» Goal of the exercise:
The job is to find each line of the records below that includes the word "usize" and copy it.

○ ○ ○

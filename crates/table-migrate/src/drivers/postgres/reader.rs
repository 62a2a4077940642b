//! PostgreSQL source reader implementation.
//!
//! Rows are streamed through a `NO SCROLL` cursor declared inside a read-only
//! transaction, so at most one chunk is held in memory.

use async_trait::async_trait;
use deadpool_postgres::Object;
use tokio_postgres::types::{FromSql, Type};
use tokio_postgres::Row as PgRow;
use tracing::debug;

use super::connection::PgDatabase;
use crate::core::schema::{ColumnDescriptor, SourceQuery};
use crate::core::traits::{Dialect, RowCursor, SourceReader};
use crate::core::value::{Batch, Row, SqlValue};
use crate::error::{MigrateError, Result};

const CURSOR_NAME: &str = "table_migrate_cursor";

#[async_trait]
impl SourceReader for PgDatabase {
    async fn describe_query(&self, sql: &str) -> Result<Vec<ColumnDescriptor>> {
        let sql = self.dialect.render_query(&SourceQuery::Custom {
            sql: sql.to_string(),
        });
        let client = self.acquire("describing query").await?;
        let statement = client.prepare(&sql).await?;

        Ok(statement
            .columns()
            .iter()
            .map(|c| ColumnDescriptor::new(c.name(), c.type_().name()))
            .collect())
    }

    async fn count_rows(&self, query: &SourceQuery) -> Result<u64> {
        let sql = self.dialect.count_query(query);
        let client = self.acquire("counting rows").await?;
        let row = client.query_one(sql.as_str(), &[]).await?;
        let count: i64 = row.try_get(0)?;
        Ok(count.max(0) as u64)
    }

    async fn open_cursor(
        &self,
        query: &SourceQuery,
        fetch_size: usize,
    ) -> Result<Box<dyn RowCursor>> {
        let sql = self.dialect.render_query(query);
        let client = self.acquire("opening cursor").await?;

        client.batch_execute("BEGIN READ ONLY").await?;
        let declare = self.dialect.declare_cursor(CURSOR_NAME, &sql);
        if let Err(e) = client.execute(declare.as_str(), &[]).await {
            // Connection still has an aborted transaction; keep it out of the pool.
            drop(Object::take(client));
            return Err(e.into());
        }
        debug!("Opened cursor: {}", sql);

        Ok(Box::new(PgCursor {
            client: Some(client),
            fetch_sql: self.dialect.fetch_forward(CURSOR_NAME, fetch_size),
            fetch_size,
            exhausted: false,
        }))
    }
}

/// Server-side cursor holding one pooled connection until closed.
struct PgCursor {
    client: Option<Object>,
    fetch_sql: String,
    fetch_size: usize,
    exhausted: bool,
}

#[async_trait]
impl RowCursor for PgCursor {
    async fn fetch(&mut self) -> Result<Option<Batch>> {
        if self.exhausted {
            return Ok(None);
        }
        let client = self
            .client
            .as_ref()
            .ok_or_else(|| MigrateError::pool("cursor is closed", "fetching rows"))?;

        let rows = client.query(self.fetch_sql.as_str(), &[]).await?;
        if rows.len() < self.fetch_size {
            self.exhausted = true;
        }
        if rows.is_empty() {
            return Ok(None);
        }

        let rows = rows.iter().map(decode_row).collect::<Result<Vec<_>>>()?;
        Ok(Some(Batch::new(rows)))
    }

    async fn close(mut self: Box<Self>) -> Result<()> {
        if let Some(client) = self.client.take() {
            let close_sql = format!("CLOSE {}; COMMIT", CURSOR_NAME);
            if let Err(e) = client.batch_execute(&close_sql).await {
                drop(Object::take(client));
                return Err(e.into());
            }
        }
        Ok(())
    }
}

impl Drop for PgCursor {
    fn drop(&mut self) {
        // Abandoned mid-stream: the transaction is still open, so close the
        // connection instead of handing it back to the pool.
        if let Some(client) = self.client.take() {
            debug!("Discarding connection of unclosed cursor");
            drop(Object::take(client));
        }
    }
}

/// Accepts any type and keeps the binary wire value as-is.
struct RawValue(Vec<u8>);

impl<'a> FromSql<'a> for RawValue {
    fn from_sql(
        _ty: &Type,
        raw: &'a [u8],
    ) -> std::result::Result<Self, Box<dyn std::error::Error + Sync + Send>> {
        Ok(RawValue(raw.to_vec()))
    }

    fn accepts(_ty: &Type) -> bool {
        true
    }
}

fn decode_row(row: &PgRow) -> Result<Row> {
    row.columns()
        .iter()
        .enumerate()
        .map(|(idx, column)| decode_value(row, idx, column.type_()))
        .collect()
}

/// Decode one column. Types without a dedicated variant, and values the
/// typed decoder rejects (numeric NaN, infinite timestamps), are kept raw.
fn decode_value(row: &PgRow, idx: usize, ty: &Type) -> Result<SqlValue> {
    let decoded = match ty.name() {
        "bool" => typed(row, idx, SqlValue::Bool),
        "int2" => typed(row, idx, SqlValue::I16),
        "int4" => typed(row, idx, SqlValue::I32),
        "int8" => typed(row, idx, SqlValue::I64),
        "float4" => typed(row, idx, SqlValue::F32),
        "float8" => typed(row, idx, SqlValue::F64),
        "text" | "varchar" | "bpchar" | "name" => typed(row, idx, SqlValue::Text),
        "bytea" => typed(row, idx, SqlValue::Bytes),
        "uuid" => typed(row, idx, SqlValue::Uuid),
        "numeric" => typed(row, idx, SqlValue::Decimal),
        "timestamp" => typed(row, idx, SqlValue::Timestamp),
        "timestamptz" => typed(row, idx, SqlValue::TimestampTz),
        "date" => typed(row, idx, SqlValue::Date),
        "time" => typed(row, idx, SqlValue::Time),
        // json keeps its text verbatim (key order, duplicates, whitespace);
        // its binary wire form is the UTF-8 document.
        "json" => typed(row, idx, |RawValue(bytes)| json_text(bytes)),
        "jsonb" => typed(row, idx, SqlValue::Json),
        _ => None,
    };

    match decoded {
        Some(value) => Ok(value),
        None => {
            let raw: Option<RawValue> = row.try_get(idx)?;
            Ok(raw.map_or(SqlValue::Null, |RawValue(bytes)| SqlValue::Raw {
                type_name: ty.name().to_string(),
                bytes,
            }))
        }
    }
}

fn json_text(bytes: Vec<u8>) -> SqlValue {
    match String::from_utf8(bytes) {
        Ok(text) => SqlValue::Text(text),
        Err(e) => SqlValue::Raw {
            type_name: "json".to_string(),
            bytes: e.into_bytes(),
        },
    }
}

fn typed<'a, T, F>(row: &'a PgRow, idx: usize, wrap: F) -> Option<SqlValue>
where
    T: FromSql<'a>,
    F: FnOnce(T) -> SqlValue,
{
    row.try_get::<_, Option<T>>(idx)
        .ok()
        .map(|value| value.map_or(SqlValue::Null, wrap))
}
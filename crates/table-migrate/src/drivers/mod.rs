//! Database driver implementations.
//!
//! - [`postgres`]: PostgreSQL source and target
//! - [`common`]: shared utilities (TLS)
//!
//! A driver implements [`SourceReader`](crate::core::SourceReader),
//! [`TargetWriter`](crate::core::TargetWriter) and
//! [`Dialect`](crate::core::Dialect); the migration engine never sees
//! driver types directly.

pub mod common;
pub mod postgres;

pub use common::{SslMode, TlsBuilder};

○ ○ ○

» Task output:
        fetch_size: usize,
    fetch_size: usize,
fn decode_value(row: &PgRow, idx: usize, ty: &Type) -> Result<SqlValue> {
fn typed<'a, T, F>(row: &'a PgRow, idx: usize, wrap: F) -> Option<SqlValue>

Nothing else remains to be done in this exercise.